WORK TO COMPLETE -> Set out the listing word for word. End with the line that contains "fn upstream(context: &str, source: GatewayError)".

DATASET ENTRIES ->
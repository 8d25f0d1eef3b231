//! Tests for `AppError` -> HTTP response mapping.
//!
//! These call `IntoResponse` directly on `AppError` values; no router needed.

use axum::http::StatusCode;
use axum::response::IntoResponse;
use http_body_util::BodyExt;
use photoview_api::error::AppError;
use photoview_browser::BrowserError;
use photoview_core::error::CoreError;
use photoview_gateway::GatewayError;

/// Helper: convert an `AppError` into its status code and parsed JSON body.
async fn error_to_response(err: AppError) -> (StatusCode, serde_json::Value) {
    let response = err.into_response();
    let status = response.status();
    let bytes = response.into_body().collect().await.unwrap().to_bytes();
    let json: serde_json::Value = serde_json::from_slice(&bytes).unwrap();
    (status, json)
}

fn upstream(context: &str, source: GatewayError) -> AppError {
    AppError::Browser(BrowserError::Upstream {
        context: context.to_string(),
        source,
    })
}

#[tokio::test]
async fn validation_error_returns_400_verbatim() {
    let err = AppError::Browser(BrowserError::Core(CoreError::Validation(
        "Photo limit must be greater than zero".into(),
    )));

    let (status, json) = error_to_response(err).await;

    assert_eq!(status, StatusCode::BAD_REQUEST);
    assert_eq!(json["code"], "VALIDATION_ERROR");
    assert_eq!(json["error"], "Photo limit must be greater than zero");
}

#[tokio::test]
async fn bad_request_returns_400() {
    let (status, json) =
        error_to_response(AppError::BadRequest("Invalid photo ID 'x' given".into())).await;

    assert_eq!(status, StatusCode::BAD_REQUEST);
    assert_eq!(json["code"], "BAD_REQUEST");
    assert_eq!(json["error"], "Invalid photo ID 'x' given");
}

#[tokio::test]
async fn upstream_not_found_returns_404() {
    let err = upstream(
        "Could not load photo with ID 3",
        GatewayError::Status {
            status: 404,
            body: "{}".into(),
        },
    );

    let (status, json) = error_to_response(err).await;

    assert_eq!(status, StatusCode::NOT_FOUND);
    assert_eq!(json["code"], "NOT_FOUND");
    assert_eq!(json["error"], "Could not load photo with ID 3");
}

#[tokio::test]
async fn upstream_server_error_returns_500_without_upstream_body() {
    let err = upstream(
        "Could not load photos",
        GatewayError::Status {
            status: 502,
            body: "secret upstream stack trace".into(),
        },
    );

    let (status, json) = error_to_response(err).await;

    assert_eq!(status, StatusCode::INTERNAL_SERVER_ERROR);
    assert_eq!(json["code"], "UPSTREAM_ERROR");
    assert_eq!(json["error"], "Could not load photos");
}

#[tokio::test]
async fn upstream_transport_error_returns_500() {
    let err = upstream(
        "Could not load album with ID 1",
        GatewayError::Unavailable("connection refused".into()),
    );

    let (status, _) = error_to_response(err).await;

    assert_eq!(status, StatusCode::INTERNAL_SERVER_ERROR);
}

#[tokio::test]
async fn malformed_data_returns_500() {
    let err = AppError::Browser(BrowserError::Core(CoreError::MalformedData(
        "Photo URL must be valid".into(),
    )));

    let (status, json) = error_to_response(err).await;

    assert_eq!(status, StatusCode::INTERNAL_SERVER_ERROR);
    assert_eq!(json["code"], "MALFORMED_DATA");
}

EXERCISE SOLUTION ->
repository 8d25f0d1eef3b231
//! Tests for `AppError` -> HTTP response mapping.
//!
//! These call `IntoResponse` directly on `AppError` values; no router needed.

use axum::http::StatusCode;
use axum::response::IntoResponse;
use http_body_util::BodyExt;
use photoview_api::error::AppError;
use photoview_browser::BrowserError;
use photoview_core::error::CoreError;
use photoview_gateway::GatewayError;

/// Helper: convert an `AppError` into its status code and parsed JSON body.
async fn error_to_response(err: AppError) -> (StatusCode, serde_json::Value) {
    let response = err.into_response();
    let status = response.status();
    let bytes = response.into_body().collect().await.unwrap().to_bytes();
    let json: serde_json::Value = serde_json::from_slice(&bytes).unwrap();
    (status, json)
}

fn upstream(context: &str, source: GatewayError) -> AppError {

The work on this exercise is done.